Segment Open
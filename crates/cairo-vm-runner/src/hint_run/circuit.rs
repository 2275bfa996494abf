use std::ops::Shl;

use cairo_vm_memory::{Memory, MemoryAddress, MemoryValue};
use cairo_vm_utils::pow_2;
use log::debug;
use num_bigint::{BigInt, BigUint};
use num_integer::{ExtendedGcd, Integer};
use num_traits::{One, Signed, Zero};
use starknet_types_core::felt::Felt;

use crate::errors::HintError;

#[cfg(test)]
#[path = "circuit_test.rs"]
mod test;

/// The number of limbs of a circuit value.
pub const VALUE_SIZE: u64 = 4;
/// The number of cells of a mod builtin instance: the modulus, the values pointer, the offsets
/// pointer and the number of remaining gates.
pub const MOD_BUILTIN_INSTANCE_SIZE: u64 = 7;
/// The number of offsets describing a gate.
pub const OFFSETS_PER_GATE: u64 = 3;
/// The offset of the values pointer inside a mod builtin instance.
const VALUES_PTR_OFFSET: u64 = 4;
/// The offset of the offsets pointer inside a mod builtin instance.
const OFFSETS_PTR_OFFSET: u64 = 5;
/// The offset of the gate count inside a mod builtin instance.
const N_OFFSET: u64 = 6;

#[derive(Clone, Copy, Debug, PartialEq, Eq)]
enum GateKind {
    Add,
    Mul,
}

struct CircuitInstance<'a> {
    memory: &'a mut Memory,
    values_ptr: MemoryAddress,
    add_mod_offsets: MemoryAddress,
    mul_mod_offsets: MemoryAddress,
    modulus: BigUint,
    word_bit_len: u32,
}

impl CircuitInstance<'_> {
    /// Given an address of an offset, gives the corresponding address in the values buffer.
    fn get_value_ptr(&self, offset_addr: MemoryAddress) -> Result<MemoryAddress, HintError> {
        let offset = self
            .memory
            .read(offset_addr)?
            .to_u64()
            .ok_or(HintError::ExpectedInteger(offset_addr))?;
        Ok((self.values_ptr + offset)?)
    }

    /// Given the kind of a gate and the index of one of its offsets, gives the address of that
    /// offset.
    fn offset_addr(&self, kind: GateKind, index: u64) -> Result<MemoryAddress, HintError> {
        let offsets = match kind {
            GateKind::Add => self.add_mod_offsets,
            GateKind::Mul => self.mul_mod_offsets,
        };
        Ok((offsets + index)?)
    }

    /// Reads the value the `index` offset of the gate list points to.
    fn read_gate_value(&self, kind: GateKind, index: u64) -> Result<Option<BigUint>, HintError> {
        let addr = self.get_value_ptr(self.offset_addr(kind, index)?)?;
        read_circuit_value(self.memory, addr, self.word_bit_len)
    }

    /// Writes `value` where the `index` offset of the gate list points to.
    fn write_gate_value(
        &mut self,
        kind: GateKind,
        index: u64,
        value: BigUint,
    ) -> Result<(), HintError> {
        let addr = self.get_value_ptr(self.offset_addr(kind, index)?)?;
        write_circuit_value(self.memory, addr, value, self.word_bit_len)
    }

    /// Fills the missing value of a gate.
    ///
    /// Returns true if the gate holds all its values once done, false if more than one of its
    /// values is unknown.
    fn fill_gate(&mut self, kind: GateKind, gate_index: u64) -> Result<bool, HintError> {
        let index = OFFSETS_PER_GATE * gate_index;
        let lhs = self.read_gate_value(kind, index)?;
        let rhs = self.read_gate_value(kind, index + 1)?;
        let res = self.read_gate_value(kind, index + 2)?;

        match (lhs, rhs, res) {
            (Some(lhs), Some(rhs), res) => {
                let computed = match kind {
                    GateKind::Add => lhs + rhs,
                    GateKind::Mul => lhs * rhs,
                }
                .mod_floor(&self.modulus);
                let satisfied = res.is_some_and(|res| res.mod_floor(&self.modulus) == computed);
                if !satisfied {
                    self.write_gate_value(kind, index + 2, computed)?;
                }
                Ok(true)
            }
            (None, Some(known), Some(res)) => {
                let solved = self.solve_operand(kind, known, res)?;
                self.write_gate_value(kind, index, solved)?;
                Ok(true)
            }
            (Some(known), None, Some(res)) => {
                let solved = self.solve_operand(kind, known, res)?;
                self.write_gate_value(kind, index + 1, solved)?;
                Ok(true)
            }
            _ => Ok(false),
        }
    }

    /// Solves `x op known = res` for `x`.
    fn solve_operand(
        &self,
        kind: GateKind,
        known: BigUint,
        res: BigUint,
    ) -> Result<BigUint, HintError> {
        match kind {
            GateKind::Add => {
                Ok(positive_modulus(&(BigInt::from(res) - BigInt::from(known)), &self.modulus))
            }
            GateKind::Mul => {
                let known = known.mod_floor(&self.modulus);
                if known.is_zero() {
                    return Err(HintError::DivisionByZero { operand: "mul gate input" });
                }
                match invert_or_nullify(known.clone(), &self.modulus) {
                    (true, inverse) => Ok((res * inverse).mod_floor(&self.modulus)),
                    (false, _) => Err(HintError::NotInvertible {
                        value: known,
                        modulus: self.modulus.clone(),
                    }),
                }
            }
        }
    }
}

/// Reads a circuit value from the memory.
///
/// Returns `None` if any of the limbs was not written yet.
fn read_circuit_value(
    memory: &Memory,
    addr: MemoryAddress,
    word_bit_len: u32,
) -> Result<Option<BigUint>, HintError> {
    let bound = pow_2(word_bit_len);
    let mut res = BigUint::zero();
    for i in (0..VALUE_SIZE).rev() {
        let addr_i = (addr + i)?;
        match memory.get_maybe(addr_i) {
            Some(MemoryValue::Felt(limb)) => {
                let limb = limb.to_biguint();
                if limb >= bound {
                    return Err(HintError::ExpectedInteger(addr_i));
                }
                res = res.shl(word_bit_len) + limb;
            }
            Some(_) => return Err(HintError::ExpectedInteger(addr_i)),
            None => return Ok(None),
        }
    }
    Ok(Some(res))
}

/// Writes a circuit value to the memory.
fn write_circuit_value(
    memory: &mut Memory,
    addr: MemoryAddress,
    mut value: BigUint,
    word_bit_len: u32,
) -> Result<(), HintError> {
    let bound = pow_2(word_bit_len);
    for i in 0..VALUE_SIZE {
        let (new_value, rem) = value.div_rem(&bound);
        memory.write((addr + i)?, Felt::from(rem).into())?;
        value = new_value;
    }
    Ok(())
}

/// Fills the values of a circuit.
///
/// Gates of each kind are filled in order. An add gate is filled whenever possible, otherwise
/// the next mul gate is.
fn fill_values(
    c: &mut CircuitInstance<'_>,
    n_add_mods: u64,
    n_mul_mods: u64,
) -> Result<(), HintError> {
    let mut addmod_idx = 0;
    let mut mulmod_idx = 0;
    while addmod_idx < n_add_mods || mulmod_idx < n_mul_mods {
        if addmod_idx < n_add_mods && c.fill_gate(GateKind::Add, addmod_idx)? {
            addmod_idx += 1;
        } else if mulmod_idx < n_mul_mods && c.fill_gate(GateKind::Mul, mulmod_idx)? {
            mulmod_idx += 1;
        } else {
            return Err(HintError::CircuitNonconvergent {
                add_index: addmod_idx,
                mul_index: mulmod_idx,
            });
        }
    }
    Ok(())
}

/// Returns (value % modulus).
fn positive_modulus(value: &BigInt, modulus: &BigUint) -> BigUint {
    let value_mod = value.magnitude().mod_floor(modulus);
    if value.is_negative() && !value_mod.is_zero() { modulus - value_mod } else { value_mod }
}

/// Given a value and a modulus, either finds its inverse or finds a non-zero value that nullifies
/// the value.
///
/// If the value is invertible, returns (true, inverse), otherwise returns (false, nullifier).
fn invert_or_nullify(value: BigUint, modulus: &BigUint) -> (bool, BigUint) {
    let value = BigInt::from(value);
    let modulus_int = BigInt::from(modulus.clone());
    let ExtendedGcd::<_> { gcd, x, y: _ } = value.extended_gcd(&modulus_int);

    let gcd = gcd.magnitude().clone();
    if gcd.is_one() {
        return (true, positive_modulus(&x, modulus));
    }
    // `gcd` divides the value, so value * (modulus / gcd) = (value / gcd) * modulus = 0.
    (false, modulus / gcd)
}

/// Fills the instances of a mod builtin.
fn fill_instances(
    memory: &mut Memory,
    builtin_ptr: MemoryAddress,
    n_instances: u64,
    modulus: &[Felt],
    values_ptr: MemoryAddress,
    offsets_ptr: MemoryAddress,
) -> Result<(), HintError> {
    for i in 0..n_instances {
        let instance_ptr = (builtin_ptr + i * MOD_BUILTIN_INSTANCE_SIZE)?;

        for (idx, value) in (0..).zip(modulus) {
            memory.write((instance_ptr + idx)?, (*value).into())?;
        }

        memory.write((instance_ptr + VALUES_PTR_OFFSET)?, values_ptr.into())?;
        memory.write(
            (instance_ptr + OFFSETS_PTR_OFFSET)?,
            (offsets_ptr + i * OFFSETS_PER_GATE)?.into(),
        )?;
        memory.write((instance_ptr + N_OFFSET)?, Felt::from(n_instances - i).into())?;
    }

    Ok(())
}

/// Evaluates a circuit and fills the builtin instances and the values buffer.
///
/// The modulus and the values pointer are read from the first add mod instance, or from the
/// first mul mod instance when there are no add gates.
pub fn eval_circuit(
    memory: &mut Memory,
    add_mod_builtin: MemoryAddress,
    n_add_mods: u64,
    mul_mod_builtin: MemoryAddress,
    n_mul_mods: u64,
    word_bit_len: u32,
) -> Result<(), HintError> {
    if n_add_mods == 0 && n_mul_mods == 0 {
        return Ok(());
    }
    let header_ptr = if n_add_mods == 0 { mul_mod_builtin } else { add_mod_builtin };
    let modulus = read_circuit_value(memory, header_ptr, word_bit_len)?
        .ok_or(HintError::ExpectedInteger(header_ptr))?;
    if modulus.is_zero() {
        return Err(HintError::DivisionByZero { operand: "modulus" });
    }
    let values_ptr = memory.read_address((header_ptr + VALUES_PTR_OFFSET)?)?;
    let add_mod_offsets = if n_add_mods == 0 {
        values_ptr
    } else {
        memory.read_address((add_mod_builtin + OFFSETS_PTR_OFFSET)?)?
    };
    let mul_mod_offsets = if n_mul_mods == 0 {
        values_ptr
    } else {
        memory.read_address((mul_mod_builtin + OFFSETS_PTR_OFFSET)?)?
    };
    debug!(
        "Evaluating circuit modulo {modulus} with {n_add_mods} add gates and {n_mul_mods} mul \
         gates."
    );

    let mut c = CircuitInstance {
        memory: &mut *memory,
        values_ptr,
        add_mod_offsets,
        mul_mod_offsets,
        modulus,
        word_bit_len,
    };
    fill_values(&mut c, n_add_mods, n_mul_mods)?;

    // The limbs were validated when the modulus was read.
    let modulus: Vec<Felt> = memory
        .read_consecutive(header_ptr, VALUE_SIZE)?
        .iter()
        .filter_map(MemoryValue::as_felt)
        .collect();
    fill_instances(memory, add_mod_builtin, n_add_mods, &modulus, values_ptr, add_mod_offsets)?;
    fill_instances(memory, mul_mod_builtin, n_mul_mods, &modulus, values_ptr, mul_mod_offsets)?;
    Ok(())
}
Segment Closed
» Exercise directions
Using the entries above, repeat only the lines from the one containing "return Err(HintError::ExpectedInteger(addr_i));" through the one containing "memory.write((addr + i)?, Felt::from(rem).into())?;", end lines included.

» Written reply
                    return Err(HintError::ExpectedInteger(addr_i));
                }
                res = res.shl(word_bit_len) + limb;
            }
            Some(_) => return Err(HintError::ExpectedInteger(addr_i)),
            None => return Ok(None),
        }
    }
    Ok(Some(res))
}

/// Writes a circuit value to the memory.
fn write_circuit_value(
    memory: &mut Memory,
    addr: MemoryAddress,
    mut value: BigUint,
    word_bit_len: u32,
) -> Result<(), HintError> {
    let bound = pow_2(word_bit_len);
    for i in 0..VALUE_SIZE {
        let (new_value, rem) = value.div_rem(&bound);
        memory.write((addr + i)?, Felt::from(rem).into())?;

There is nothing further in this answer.